Chemotherapy-Regulated microRNA-125-HER2 Pathway as a Novel Therapeutic Target for Trastuzumab-Mediated Cellular Cytotoxicity in Small Cell Lung Cancer.

Abstract

Small cell lung cancer (SCLC) accounts for 15% of all lung cancer cases and is a highly lethal disease. For the last several decades, the standard treatment for SCLC has been deadlocked, and new therapeutic strategies are urgently needed. HER2 is a member of the HER family and has been reported to be overexpressed in 30% of SCLC cases with poor prognosis. However, the clinical relevance of HER2-targeted therapy for SCLC remains unclear. Here, we first identify that cytotoxic drugs induce significant HER2 overexpression through microRNA-125a (miR-125a) and miR-125b downregulation, which in turn act as a novel therapeutic target for trastuzumab-mediated cellular cytotoxicity in SCLC. In this study, we showed that treatment of the HER2-positive SCLC cells, SBC-3 and SBC-5, with cytotoxic drugs induced a significant upregulation of HER2. Cisplatin (CDDP) treatment of SCLC cells resulted in a significant downregulation of miR-125a and miR-125b.

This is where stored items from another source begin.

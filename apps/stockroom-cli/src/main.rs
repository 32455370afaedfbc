//! # Stockroom CLI
//!
//! Operator commands over the offline mutation queue.
//!
//! ## Usage
//! ```text
//! stockroom status                      queue counts and connectivity
//! stockroom flush                       replay pending mutations now
//! stockroom list [--status failed]      queued entries
//! stockroom conflicts                   entries waiting for a decision
//! stockroom resolve <id> merge --data '{"qty": 3}'
//! stockroom retry <id> | --all          failed entries back to pending
//! stockroom discard <id>
//! stockroom clear --yes                 wipe the queue
//! stockroom watch                       background sync until Ctrl+C
//! ```
//!
//! Only `flush` and `watch` return interrupted (`in_flight`) entries to the
//! queue; do not run them while another worker is replaying the same queue.
//!
//! Configuration comes from `sync.toml` in the platform config directory
//! (or `--config`), overlaid by `STOCKROOM_*` environment variables.

use std::path::PathBuf;

use anyhow::{bail, Context};
use clap::{Parser, Subcommand};
use serde::Serialize;
use tracing::info;
use tracing_subscriber::EnvFilter;

use stockroom_core::{ConflictChoice, MutationStatus, QueuedMutation, Record};
use stockroom_sync::{OfflineCoordinator, SyncConfig};

#[derive(Parser)]
#[command(name = "stockroom")]
#[command(about = "Inspect and drive the Stockroom offline sync queue")]
#[command(version)]
struct Cli {
    #[command(subcommand)]
    command: Commands,

    /// Path to sync.toml (platform config directory when omitted)
    #[arg(long, global = true, value_name = "PATH")]
    config: Option<PathBuf>,

    /// Print JSON instead of text
    #[arg(long, global = true)]
    json: bool,
}

#[derive(Subcommand)]
enum Commands {
    /// Show queue counts and connectivity
    Status,
    /// Replay pending mutations now
    Flush,
    /// List queued mutations
    List {
        /// Only entries with this status (pending, in_flight, failed, conflict)
        #[arg(long)]
        status: Option<MutationStatus>,
    },
    /// List conflicts waiting for a decision
    Conflicts,
    /// Resolve a conflict
    Resolve {
        /// Mutation id
        id: String,
        /// local, server or merge
        choice: ConflictChoice,
        /// JSON object with a value per conflicting field (merge only)
        #[arg(long, value_name = "JSON")]
        data: Option<String>,
    },
    /// Put failed mutations back in the queue
    Retry {
        /// Mutation id
        #[arg(required_unless_present = "all", conflicts_with = "all")]
        id: Option<String>,
        /// Retry every failed mutation
        #[arg(long)]
        all: bool,
    },
    /// Drop one mutation without sending it
    Discard {
        /// Mutation id
        id: String,
    },
    /// Delete every queued mutation and conflict
    Clear {
        /// Confirm the irreversible wipe
        #[arg(long)]
        yes: bool,
    },
    /// Run background sync until interrupted
    Watch,
}

impl Commands {
    fn replays_queue(&self) -> bool {
        matches!(self, Commands::Flush | Commands::Watch)
    }
}

#[tokio::main]
async fn main() -> anyhow::Result<()> {
    let cli = Cli::parse();
    init_tracing();

    let mut config =
        SyncConfig::load(cli.config.clone()).context("Failed to load configuration")?;
    // Only `watch` runs the orchestrator
    config.background.enabled = matches!(cli.command, Commands::Watch);

    let coordinator = OfflineCoordinator::open(config)
        .await
        .context("Failed to open the offline queue")?;
    // Crash recovery belongs to the process that replays the queue
    if cli.command.replays_queue() {
        coordinator.init().await?;
    } else {
        coordinator.attach().await?;
    }

    let result = run(&cli, &coordinator).await;
    coordinator.dispose().await?;
    result
}

async fn run(cli: &Cli, coordinator: &OfflineCoordinator) -> anyhow::Result<()> {
    match &cli.command {
        Commands::Status => {
            let status = coordinator.sync_status().await?;
            if cli.json {
                return print_json(&status);
            }
            println!(
                "online: {}{}",
                status.is_online,
                if status.is_slow_connection { " (slow)" } else { "" }
            );
            println!("pending: {}", status.pending_count);
            println!("in flight: {}", status.in_flight_count);
            println!("failed: {}", status.failed_count);
            println!("conflicts: {}", status.conflict_count);
            match status.last_sync_at {
                Some(at) => println!("last sync: {}", at.to_rfc3339()),
                None => println!("last sync: never"),
            }
        }

        Commands::Flush => match coordinator.force_sync().await? {
            Some(summary) if cli.json => print_json(&summary)?,
            Some(summary) => println!(
                "succeeded {}, failed {}, conflicts {}, retried {}, deferred {}",
                summary.succeeded,
                summary.failed,
                summary.conflicts,
                summary.retried,
                summary.deferred
            ),
            None => println!("Nothing flushed (offline or a flush is already running)"),
        },

        Commands::List { status } => {
            let entries = coordinator.manager().list(*status).await?;
            if cli.json {
                return print_json(&entries);
            }
            if entries.is_empty() {
                println!("Queue is empty");
            }
            for entry in &entries {
                print_entry(entry);
            }
        }

        Commands::Conflicts => {
            let conflicts = coordinator.conflicts().await?;
            if cli.json {
                return print_json(&conflicts);
            }
            if conflicts.is_empty() {
                println!("No conflicts");
            }
            for conflict in &conflicts {
                println!(
                    "{}  {} {}/{}",
                    conflict.id,
                    conflict.operation_type,
                    conflict.table,
                    conflict.record_id.as_deref().unwrap_or("-")
                );
                for field in &conflict.conflicting_fields {
                    println!(
                        "    {}: original {} | local {} | server {}",
                        field.field,
                        display_value(field.original_value.as_ref()),
                        display_value(field.local_value.as_ref()),
                        display_value(field.server_value.as_ref())
                    );
                }
            }
        }

        Commands::Resolve { id, choice, data } => {
            let merged = data.as_deref().map(parse_record).transpose()?;
            let outcome = coordinator.resolve_conflict(id, *choice, merged).await?;
            info!(id = %id, ?outcome, "Conflict resolved");
            println!("{outcome:?}");
        }

        Commands::Retry { id, all } => {
            if *all {
                let count = coordinator.retry_all_failed().await?;
                println!("Requeued {count} failed mutation(s)");
            } else if let Some(id) = id {
                coordinator.retry_failed(id).await?;
                println!("Requeued {id}");
            }
        }

        Commands::Discard { id } => {
            coordinator.discard(id).await?;
            println!("Discarded {id}");
        }

        Commands::Clear { yes } => {
            if !yes {
                bail!("Refusing to clear offline data without --yes");
            }
            let removed = coordinator.clear_all_offline_data().await?;
            println!("Removed {removed} queued mutation(s)");
        }

        Commands::Watch => {
            info!("Background sync running, press Ctrl+C to stop");
            shutdown_signal().await;
        }
    }

    Ok(())
}

fn init_tracing() {
    let filter =
        EnvFilter::try_from_default_env().unwrap_or_else(|_| EnvFilter::new("info,sqlx=warn"));

    tracing_subscriber::fmt()
        .with_env_filter(filter)
        .with_target(true)
        .with_writer(std::io::stderr)
        .init();
}

fn parse_record(raw: &str) -> anyhow::Result<Record> {
    let value: serde_json::Value = serde_json::from_str(raw).context("--data is not valid JSON")?;
    match value {
        serde_json::Value::Object(record) => Ok(record),
        _ => bail!("--data must be a JSON object"),
    }
}

fn print_entry(entry: &QueuedMutation) {
    println!(
        "{}  #{} {:<9} {} {}/{}  attempts {}",
        entry.id,
        entry.seq,
        entry.status.as_str(),
        entry.operation_type,
        entry.table,
        entry.record_id.as_deref().unwrap_or("-"),
        entry.attempts
    );
    if let Some(error) = &entry.last_error {
        println!("    {error}");
    }
}

fn display_value(value: Option<&serde_json::Value>) -> String {
    value.map_or_else(|| "(absent)".to_string(), |v| v.to_string())
}

fn print_json<T: Serialize>(value: &T) -> anyhow::Result<()> {
    println!("{}", serde_json::to_string_pretty(value)?);
    Ok(())
}

/// Resolves on Ctrl+C or SIGTERM.
async fn shutdown_signal() {
    let ctrl_c = async {
        if let Err(e) = tokio::signal::ctrl_c().await {
            tracing::error!(?e, "Failed to install Ctrl+C handler");
            std::future::pending::<()>().await;
        }
    };

    #[cfg(unix)]
    let terminate = async {
        match tokio::signal::unix::signal(tokio::signal::unix::SignalKind::terminate()) {
            Ok(mut signal) => {
                signal.recv().await;
            }
            Err(e) => {
                tracing::error!(?e, "Failed to install signal handler");
                std::future::pending::<()>().await;
            }
        }
    };

    #[cfg(not(unix))]
    let terminate = std::future::pending::<()>();

    tokio::select! {
        _ = ctrl_c => {},
        _ = terminate => {},
    }

    info!("Shutdown signal received, stopping background sync");
}

#[cfg(test)]
mod tests {
    use super::*;

    fn parse(args: &[&str]) -> Cli {
        Cli::try_parse_from(std::iter::once("stockroom").chain(args.iter().copied())).unwrap()
    }

    #[test]
    fn test_only_worker_commands_recover_interrupted_entries() {
        assert!(parse(&["flush"]).command.replays_queue());
        assert!(parse(&["watch"]).command.replays_queue());

        assert!(!parse(&["status"]).command.replays_queue());
        assert!(!parse(&["list", "--status", "in_flight"]).command.replays_queue());
        assert!(!parse(&["retry", "--all"]).command.replays_queue());
        assert!(!parse(&["clear", "--yes"]).command.replays_queue());
    }
}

We confirmed that miR-125a and miR-125b bound to the 3'-untranslated regions of HER2 mRNA, and that downregulation of miR-125a and miR-125b resulted in upregulation of HER2 in SCLC cells, suggesting a relationship between cytotoxic drug exposure and miR-125/HER2 dysregulation. Furthermore, using a calcein assay, we demonstrated a significantly enhanced cytotoxic effect of CDDP and trastuzumab that was mediated via antibody-dependent cellular cytotoxicity. Finally, we clearly demonstrated the enhanced antitumor effect of these agents in an orthotopic lung cancer model in vivo. Our results offer a novel therapeutic strategy for HER2-positive SCLCs by using trastuzumab combined with cytotoxic drugs.